::: Material to process

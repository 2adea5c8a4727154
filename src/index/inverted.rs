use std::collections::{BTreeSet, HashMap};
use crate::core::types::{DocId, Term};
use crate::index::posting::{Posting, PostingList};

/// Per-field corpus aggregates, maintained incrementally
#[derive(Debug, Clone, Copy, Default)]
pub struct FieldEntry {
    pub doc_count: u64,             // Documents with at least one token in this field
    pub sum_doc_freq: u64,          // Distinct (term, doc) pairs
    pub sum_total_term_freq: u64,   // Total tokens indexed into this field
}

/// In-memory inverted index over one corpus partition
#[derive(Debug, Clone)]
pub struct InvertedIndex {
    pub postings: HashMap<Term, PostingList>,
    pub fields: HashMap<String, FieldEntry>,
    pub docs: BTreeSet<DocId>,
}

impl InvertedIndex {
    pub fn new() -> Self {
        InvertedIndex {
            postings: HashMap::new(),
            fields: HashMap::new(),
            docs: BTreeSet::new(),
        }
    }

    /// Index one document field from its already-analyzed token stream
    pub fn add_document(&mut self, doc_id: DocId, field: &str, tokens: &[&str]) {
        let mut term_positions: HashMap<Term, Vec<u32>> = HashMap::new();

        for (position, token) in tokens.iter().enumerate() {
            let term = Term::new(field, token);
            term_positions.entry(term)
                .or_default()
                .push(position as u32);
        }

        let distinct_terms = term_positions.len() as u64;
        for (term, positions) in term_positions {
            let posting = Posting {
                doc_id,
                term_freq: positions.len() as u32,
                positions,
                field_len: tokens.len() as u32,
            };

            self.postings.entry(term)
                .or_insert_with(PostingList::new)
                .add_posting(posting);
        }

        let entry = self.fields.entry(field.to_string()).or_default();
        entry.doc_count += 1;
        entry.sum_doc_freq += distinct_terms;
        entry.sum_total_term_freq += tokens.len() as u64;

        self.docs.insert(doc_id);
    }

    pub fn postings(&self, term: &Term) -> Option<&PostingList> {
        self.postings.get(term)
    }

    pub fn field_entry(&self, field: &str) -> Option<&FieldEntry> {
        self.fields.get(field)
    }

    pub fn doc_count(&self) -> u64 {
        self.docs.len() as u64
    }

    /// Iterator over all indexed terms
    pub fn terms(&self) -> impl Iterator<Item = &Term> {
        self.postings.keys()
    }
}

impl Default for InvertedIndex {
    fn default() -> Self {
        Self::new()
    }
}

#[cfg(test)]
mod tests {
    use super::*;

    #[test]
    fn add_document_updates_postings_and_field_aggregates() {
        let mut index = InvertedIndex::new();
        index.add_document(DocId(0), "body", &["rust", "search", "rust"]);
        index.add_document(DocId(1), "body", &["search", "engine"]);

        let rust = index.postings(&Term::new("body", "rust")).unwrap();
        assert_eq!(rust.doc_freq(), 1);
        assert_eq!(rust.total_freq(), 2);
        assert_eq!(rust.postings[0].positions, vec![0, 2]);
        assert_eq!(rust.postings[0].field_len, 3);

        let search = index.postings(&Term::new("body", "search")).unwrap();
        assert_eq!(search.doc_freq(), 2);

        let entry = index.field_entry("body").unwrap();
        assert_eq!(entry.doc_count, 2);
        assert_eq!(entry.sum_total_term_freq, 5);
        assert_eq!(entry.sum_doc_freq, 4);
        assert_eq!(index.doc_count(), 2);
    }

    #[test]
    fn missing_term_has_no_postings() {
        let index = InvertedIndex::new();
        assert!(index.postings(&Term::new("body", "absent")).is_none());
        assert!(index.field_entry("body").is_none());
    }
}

::::::
::: Material to process

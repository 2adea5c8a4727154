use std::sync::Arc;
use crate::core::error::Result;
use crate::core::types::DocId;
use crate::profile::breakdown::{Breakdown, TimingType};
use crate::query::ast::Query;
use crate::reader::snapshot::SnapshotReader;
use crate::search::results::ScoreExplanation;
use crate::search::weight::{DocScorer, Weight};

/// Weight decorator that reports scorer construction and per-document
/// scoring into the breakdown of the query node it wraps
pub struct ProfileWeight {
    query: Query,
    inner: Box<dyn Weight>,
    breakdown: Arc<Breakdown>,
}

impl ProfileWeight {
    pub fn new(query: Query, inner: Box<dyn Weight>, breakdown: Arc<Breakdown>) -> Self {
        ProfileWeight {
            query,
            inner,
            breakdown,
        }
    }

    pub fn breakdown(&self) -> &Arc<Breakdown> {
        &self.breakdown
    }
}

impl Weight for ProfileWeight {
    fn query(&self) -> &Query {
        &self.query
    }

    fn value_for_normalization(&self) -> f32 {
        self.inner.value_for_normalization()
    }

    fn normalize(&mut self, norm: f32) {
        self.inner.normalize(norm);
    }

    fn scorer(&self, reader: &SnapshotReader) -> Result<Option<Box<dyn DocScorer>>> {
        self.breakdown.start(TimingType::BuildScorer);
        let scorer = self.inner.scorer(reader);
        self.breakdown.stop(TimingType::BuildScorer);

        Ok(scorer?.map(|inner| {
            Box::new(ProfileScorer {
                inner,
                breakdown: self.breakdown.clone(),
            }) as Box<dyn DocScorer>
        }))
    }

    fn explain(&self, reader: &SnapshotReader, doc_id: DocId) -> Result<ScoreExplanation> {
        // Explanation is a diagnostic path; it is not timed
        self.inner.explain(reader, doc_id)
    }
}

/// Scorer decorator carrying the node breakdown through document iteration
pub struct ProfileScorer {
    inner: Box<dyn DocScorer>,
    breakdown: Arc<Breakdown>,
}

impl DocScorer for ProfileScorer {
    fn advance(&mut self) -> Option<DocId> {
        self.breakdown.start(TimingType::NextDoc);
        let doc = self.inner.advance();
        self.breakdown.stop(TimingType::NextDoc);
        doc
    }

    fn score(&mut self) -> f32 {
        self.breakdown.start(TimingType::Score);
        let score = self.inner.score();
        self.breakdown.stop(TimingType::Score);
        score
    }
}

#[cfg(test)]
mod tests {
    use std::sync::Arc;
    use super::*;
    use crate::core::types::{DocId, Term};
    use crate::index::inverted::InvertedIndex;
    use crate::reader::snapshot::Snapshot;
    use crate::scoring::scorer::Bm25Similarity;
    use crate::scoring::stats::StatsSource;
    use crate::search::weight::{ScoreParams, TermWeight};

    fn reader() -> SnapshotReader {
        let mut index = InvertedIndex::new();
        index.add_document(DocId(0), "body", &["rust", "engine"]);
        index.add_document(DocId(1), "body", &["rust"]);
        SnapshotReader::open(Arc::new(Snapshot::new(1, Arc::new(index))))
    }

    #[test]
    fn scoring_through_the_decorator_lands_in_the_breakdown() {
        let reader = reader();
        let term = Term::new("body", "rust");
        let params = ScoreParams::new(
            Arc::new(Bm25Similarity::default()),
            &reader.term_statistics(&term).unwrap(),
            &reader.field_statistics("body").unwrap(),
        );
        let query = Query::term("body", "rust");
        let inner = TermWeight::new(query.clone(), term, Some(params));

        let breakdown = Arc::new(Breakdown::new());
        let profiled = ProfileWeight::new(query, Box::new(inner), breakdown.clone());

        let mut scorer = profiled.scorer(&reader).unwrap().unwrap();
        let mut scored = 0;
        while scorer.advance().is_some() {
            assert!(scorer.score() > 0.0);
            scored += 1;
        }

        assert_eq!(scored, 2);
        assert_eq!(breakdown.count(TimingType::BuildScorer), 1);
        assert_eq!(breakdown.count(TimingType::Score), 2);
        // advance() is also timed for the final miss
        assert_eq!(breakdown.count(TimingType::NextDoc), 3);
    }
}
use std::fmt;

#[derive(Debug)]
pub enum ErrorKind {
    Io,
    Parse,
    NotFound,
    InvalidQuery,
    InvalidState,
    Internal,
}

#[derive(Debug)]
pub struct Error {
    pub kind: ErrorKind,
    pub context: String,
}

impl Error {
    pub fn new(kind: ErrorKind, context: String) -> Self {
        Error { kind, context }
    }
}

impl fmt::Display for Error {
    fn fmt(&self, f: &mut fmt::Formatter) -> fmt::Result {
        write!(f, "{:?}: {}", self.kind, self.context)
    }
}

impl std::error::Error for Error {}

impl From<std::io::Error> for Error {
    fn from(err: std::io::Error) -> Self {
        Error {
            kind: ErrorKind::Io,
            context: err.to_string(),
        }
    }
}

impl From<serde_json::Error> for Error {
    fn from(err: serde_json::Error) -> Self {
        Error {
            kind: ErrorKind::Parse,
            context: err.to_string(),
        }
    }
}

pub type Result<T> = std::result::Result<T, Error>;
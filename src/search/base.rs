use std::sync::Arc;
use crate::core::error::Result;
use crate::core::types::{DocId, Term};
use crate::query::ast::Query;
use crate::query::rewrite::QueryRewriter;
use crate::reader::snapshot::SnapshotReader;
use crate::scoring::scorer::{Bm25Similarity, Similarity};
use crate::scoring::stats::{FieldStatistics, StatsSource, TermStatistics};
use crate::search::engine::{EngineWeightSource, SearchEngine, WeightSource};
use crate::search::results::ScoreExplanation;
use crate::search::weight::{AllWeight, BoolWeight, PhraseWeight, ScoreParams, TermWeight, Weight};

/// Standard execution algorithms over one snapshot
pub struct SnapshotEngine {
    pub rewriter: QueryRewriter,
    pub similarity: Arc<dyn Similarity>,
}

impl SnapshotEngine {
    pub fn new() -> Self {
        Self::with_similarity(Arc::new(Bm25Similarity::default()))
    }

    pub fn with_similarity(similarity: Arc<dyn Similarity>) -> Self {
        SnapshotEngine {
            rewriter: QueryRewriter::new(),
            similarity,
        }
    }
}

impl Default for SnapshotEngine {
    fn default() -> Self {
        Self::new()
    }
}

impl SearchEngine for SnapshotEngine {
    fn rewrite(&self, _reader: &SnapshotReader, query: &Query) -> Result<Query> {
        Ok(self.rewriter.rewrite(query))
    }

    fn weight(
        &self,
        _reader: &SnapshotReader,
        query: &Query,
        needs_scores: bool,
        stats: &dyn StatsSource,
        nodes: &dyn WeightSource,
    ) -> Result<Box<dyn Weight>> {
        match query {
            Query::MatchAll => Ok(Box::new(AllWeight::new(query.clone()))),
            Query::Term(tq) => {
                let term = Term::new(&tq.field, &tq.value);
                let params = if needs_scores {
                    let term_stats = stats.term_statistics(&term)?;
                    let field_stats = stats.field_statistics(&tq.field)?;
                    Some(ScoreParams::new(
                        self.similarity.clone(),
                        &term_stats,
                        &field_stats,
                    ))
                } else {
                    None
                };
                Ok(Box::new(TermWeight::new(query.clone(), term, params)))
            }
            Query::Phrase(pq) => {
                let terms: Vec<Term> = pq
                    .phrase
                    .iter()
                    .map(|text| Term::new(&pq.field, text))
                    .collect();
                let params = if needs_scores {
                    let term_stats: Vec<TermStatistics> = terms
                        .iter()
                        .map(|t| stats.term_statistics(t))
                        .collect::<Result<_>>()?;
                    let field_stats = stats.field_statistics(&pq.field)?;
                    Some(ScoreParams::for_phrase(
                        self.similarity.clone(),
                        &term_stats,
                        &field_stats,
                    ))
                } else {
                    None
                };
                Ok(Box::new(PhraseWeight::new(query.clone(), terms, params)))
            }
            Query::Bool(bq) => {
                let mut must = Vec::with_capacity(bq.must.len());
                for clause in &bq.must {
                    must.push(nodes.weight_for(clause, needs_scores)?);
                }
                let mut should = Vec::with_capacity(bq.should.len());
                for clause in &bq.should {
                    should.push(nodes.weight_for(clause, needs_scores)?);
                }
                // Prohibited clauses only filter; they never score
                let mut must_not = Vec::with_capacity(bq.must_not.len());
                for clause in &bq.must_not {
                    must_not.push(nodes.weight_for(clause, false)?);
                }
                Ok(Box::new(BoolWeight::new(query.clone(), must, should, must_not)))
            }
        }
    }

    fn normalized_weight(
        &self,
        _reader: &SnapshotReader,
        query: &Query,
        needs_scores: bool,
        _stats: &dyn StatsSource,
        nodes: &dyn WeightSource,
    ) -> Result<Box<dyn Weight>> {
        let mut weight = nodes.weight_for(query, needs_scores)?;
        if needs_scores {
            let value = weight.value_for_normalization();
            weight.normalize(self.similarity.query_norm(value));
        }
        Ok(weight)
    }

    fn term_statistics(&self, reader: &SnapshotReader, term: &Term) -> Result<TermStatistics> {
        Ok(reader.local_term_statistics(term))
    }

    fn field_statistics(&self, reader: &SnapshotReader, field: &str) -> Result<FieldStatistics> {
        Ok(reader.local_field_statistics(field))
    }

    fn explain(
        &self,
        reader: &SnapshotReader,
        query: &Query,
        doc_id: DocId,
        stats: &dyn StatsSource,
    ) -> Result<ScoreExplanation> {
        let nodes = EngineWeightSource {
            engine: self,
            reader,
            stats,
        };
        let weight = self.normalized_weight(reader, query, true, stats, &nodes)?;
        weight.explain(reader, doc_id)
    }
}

::::::

- _Instructions for the task_:
From the data above, output exactly the lines between the one containing "filename src/search/base.rs" and the one containing "impl SearchEngine for", counting both of them.

- _Task response_:
filename src/search/base.rs
use std::sync::Arc;
use crate::core::error::Result;
use crate::core::types::{DocId, Term};
use crate::query::ast::Query;
use crate::query::rewrite::QueryRewriter;
use crate::reader::snapshot::SnapshotReader;
use crate::scoring::scorer::{Bm25Similarity, Similarity};
use crate::scoring::stats::{FieldStatistics, StatsSource, TermStatistics};
use crate::search::engine::{EngineWeightSource, SearchEngine, WeightSource};
use crate::search::results::ScoreExplanation;
use crate::search::weight::{AllWeight, BoolWeight, PhraseWeight, ScoreParams, TermWeight, Weight};

/// Standard execution algorithms over one snapshot
pub struct SnapshotEngine {
    pub rewriter: QueryRewriter,
    pub similarity: Arc<dyn Similarity>,
}

impl SnapshotEngine {
    pub fn new() -> Self {
        Self::with_similarity(Arc::new(Bm25Similarity::default()))
    }

    pub fn with_similarity(similarity: Arc<dyn Similarity>) -> Self {
        SnapshotEngine {
            rewriter: QueryRewriter::new(),
            similarity,
        }
    }
}

impl Default for SnapshotEngine {
    fn default() -> Self {
        Self::new()
    }
}

impl SearchEngine for SnapshotEngine {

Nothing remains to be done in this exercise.